What is the Church?
There are whole courses on this topic and many ways to approach the question. There are the usual meanings about the ontological and existential nature of the Church that discuss allusions to the Body (1 Cor. 12), the Bride (Rev. 19) and the Vineyard (John 15). But recently we received a more business-oriented, less symbolical “job description” of the Church from our earthly shepherd, Papa Francesco.
In his recently released Evangelii Gaudium, which is simply the Holy Father sharing what is most particularly on his heart and mind right now for all his spiritual children, Pope Francis tells us what the Church is and what she goes forth as (especially the Church as a reality here on Earth):
The Church… is a community of missionary disciples (#24)
That’s what we are: disciples who share, first, our lives with one another as adopted children of God and, secondly, our mission of bringing the love of Jesus to others.
We are a community. We share our lives together; joyously and determinedly walking side-by-side in seeking the outcast and yearning toward our “inheritance which is imperishable, undefiled and unfading” (1Peter 1:4). We are a fellowship that “goes forth” and a family of brothers and sisters living in union together with the Father, Son and Holy Spirit. This means we ought to “devote [ourselves] to the apostles’ teaching and fellowship, to the breaking of the bread and to the prayers”, even day by day “attending temple together and breaking bread in [our] homes, partaking of food with glad and generous hearts, praising God and having favor with all the people” (Acts 2:42,46). We need one another and we need to live our lives in a way that substantiates this fact.

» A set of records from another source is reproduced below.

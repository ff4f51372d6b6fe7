use std::fmt;

use serde::{Deserialize, Serialize};

/// A binary operator awaiting its right operand.
#[derive(Debug, Clone, Copy, PartialEq, Eq, Hash, Serialize, Deserialize)]
pub enum Operator {
    #[serde(rename = "+")]
    Add,
    #[serde(rename = "-")]
    Subtract,
    #[serde(rename = "×")]
    Multiply,
    #[serde(rename = "÷")]
    Divide,
    #[serde(rename = "%")]
    Remainder,
    #[serde(rename = "^")]
    Power,
}

impl Operator {
    pub const ALL: [Operator; 6] = [
        Self::Add,
        Self::Subtract,
        Self::Multiply,
        Self::Divide,
        Self::Remainder,
        Self::Power,
    ];

    pub fn symbol(&self) -> &'static str {
        match self {
            Self::Add => "+",
            Self::Subtract => "-",
            Self::Multiply => "×",
            Self::Divide => "÷",
            Self::Remainder => "%",
            Self::Power => "^",
        }
    }

    /// Accepts the on-screen symbol or its ASCII stand-in (`*`, `x`, `/`).
    pub fn parse(s: &str) -> Option<Self> {
        match s {
            "+" => Some(Self::Add),
            "-" => Some(Self::Subtract),
            "×" | "*" | "x" => Some(Self::Multiply),
            "÷" | "/" => Some(Self::Divide),
            "%" => Some(Self::Remainder),
            "^" => Some(Self::Power),
            _ => None,
        }
    }
}

impl fmt::Display for Operator {
    fn fmt(
        &self,
        f: &mut fmt::Formatter<'_>,
    ) -> fmt::Result {
        f.write_str(self.symbol())
    }
}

We are missionary. As members of the Church we, “who were dead through our trespasses,” have been made “alive together with Christ.” Through the power of the Holy Spirit, we are now in the Son. If so, we now share in their mission. We are on the great “co-mission” with the Father, Son and Holy Spirit to “go make disciples of all nations” (Matt. 28:19). What did Jesus come to do? “To save and seek the lost” (Lk 19:10); to “save sinners” (1 Timothy 1:15). For this reason, “mere administration can no longer be enough”, but we must be “permanently in a state of mission” (Evangelii Gaudium #25). We have to have a constant, pulsing missionary spirit that is ever ready to witness to the love of Christ and sees everything in the light of bearing fruit for the Kingdom.
We are disciples. We are ‘learners’ who sit at the feet of the Master. We are warriors who have pledged our total, unreserved allegiance to a King. We have been “crucified in Christ” so that we no longer live, but it is Christ who lives in us; and the life we now live in the flesh we live by faith in the Son of God, who loved us and gave himself for us (Galatians 2:20). And so, our lives are over, in a sense. He is our Lord and we must give ourselves totally to him. This is what it means to be His disciple.
This community of missionary disciples can be summed up in a line from John Mark McMillan’s song “Heart Bleeds”:
Like fools in love, we’re bound to make a scene.
This is what the Church is. And, as part of the larger body, this is what i.d.916 is as well. Whatever contribution we make can only be centered on our identity as a community of missionary disciples. Let us get on our knees before the Lord that this might be a reality.